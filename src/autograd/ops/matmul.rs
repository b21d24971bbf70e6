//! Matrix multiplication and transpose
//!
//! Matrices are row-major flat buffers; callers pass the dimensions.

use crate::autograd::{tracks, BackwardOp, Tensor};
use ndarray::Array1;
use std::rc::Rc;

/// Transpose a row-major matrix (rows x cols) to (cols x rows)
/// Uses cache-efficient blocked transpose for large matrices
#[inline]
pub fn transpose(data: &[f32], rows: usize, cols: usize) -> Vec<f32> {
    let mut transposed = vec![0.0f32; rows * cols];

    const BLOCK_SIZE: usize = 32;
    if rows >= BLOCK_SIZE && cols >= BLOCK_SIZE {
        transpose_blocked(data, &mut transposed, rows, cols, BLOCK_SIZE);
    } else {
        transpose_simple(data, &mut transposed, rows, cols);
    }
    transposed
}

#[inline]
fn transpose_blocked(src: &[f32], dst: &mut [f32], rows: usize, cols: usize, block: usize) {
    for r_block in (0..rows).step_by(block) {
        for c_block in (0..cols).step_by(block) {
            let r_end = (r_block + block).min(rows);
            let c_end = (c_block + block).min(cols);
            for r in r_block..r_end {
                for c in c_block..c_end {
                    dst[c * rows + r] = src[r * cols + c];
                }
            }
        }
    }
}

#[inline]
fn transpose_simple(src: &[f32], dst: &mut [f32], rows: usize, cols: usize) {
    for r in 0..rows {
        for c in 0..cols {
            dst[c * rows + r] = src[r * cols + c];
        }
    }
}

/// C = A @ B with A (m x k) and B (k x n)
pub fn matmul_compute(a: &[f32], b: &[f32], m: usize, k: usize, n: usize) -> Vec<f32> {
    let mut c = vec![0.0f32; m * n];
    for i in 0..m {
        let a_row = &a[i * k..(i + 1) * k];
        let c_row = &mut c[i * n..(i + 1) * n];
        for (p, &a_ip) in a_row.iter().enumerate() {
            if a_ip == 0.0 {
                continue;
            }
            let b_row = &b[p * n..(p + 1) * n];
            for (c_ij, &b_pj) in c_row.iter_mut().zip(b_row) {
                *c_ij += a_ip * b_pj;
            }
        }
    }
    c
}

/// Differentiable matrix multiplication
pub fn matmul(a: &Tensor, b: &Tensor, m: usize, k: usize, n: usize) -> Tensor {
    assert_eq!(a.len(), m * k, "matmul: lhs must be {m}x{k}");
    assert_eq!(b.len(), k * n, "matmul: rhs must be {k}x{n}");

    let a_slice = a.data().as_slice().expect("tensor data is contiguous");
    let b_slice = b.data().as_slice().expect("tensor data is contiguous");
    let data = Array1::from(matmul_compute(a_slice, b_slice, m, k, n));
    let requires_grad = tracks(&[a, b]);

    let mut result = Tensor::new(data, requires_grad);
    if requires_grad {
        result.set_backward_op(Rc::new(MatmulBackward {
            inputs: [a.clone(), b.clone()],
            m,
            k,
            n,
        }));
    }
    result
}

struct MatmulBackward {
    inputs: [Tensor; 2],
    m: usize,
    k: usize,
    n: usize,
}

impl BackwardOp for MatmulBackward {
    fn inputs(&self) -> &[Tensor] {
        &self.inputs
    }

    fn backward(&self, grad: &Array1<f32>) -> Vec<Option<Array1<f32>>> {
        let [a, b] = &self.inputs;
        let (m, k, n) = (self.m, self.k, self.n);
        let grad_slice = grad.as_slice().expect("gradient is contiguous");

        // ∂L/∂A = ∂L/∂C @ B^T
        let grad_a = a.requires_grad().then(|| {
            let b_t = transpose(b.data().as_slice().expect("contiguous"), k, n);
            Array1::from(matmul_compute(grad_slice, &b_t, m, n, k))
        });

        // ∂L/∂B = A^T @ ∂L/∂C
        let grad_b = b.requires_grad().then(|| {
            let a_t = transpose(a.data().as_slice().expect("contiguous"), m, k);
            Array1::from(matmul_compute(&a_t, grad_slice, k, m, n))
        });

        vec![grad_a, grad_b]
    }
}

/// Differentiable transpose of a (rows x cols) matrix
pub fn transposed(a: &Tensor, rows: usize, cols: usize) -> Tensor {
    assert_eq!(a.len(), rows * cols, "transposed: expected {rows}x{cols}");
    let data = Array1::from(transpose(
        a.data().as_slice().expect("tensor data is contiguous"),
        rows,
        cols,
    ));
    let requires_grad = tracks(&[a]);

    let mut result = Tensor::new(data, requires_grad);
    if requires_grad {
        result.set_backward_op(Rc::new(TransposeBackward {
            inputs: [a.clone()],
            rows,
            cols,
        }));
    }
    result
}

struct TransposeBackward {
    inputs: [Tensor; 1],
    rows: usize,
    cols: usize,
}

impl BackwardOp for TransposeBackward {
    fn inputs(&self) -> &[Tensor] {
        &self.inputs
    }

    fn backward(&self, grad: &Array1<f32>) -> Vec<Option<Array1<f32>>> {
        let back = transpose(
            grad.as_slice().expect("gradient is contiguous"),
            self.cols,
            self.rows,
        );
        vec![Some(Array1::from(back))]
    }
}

§ **Problem description**: Determine which lines above include the word "inputs", and report those lines in full.

§ **Exercise solution**:
            inputs: [a.clone(), b.clone()],
    inputs: [Tensor; 2],
    fn inputs(&self) -> &[Tensor] {
        &self.inputs
        let [a, b] = &self.inputs;
            inputs: [a.clone()],
    inputs: [Tensor; 1],
    fn inputs(&self) -> &[Tensor] {
        &self.inputs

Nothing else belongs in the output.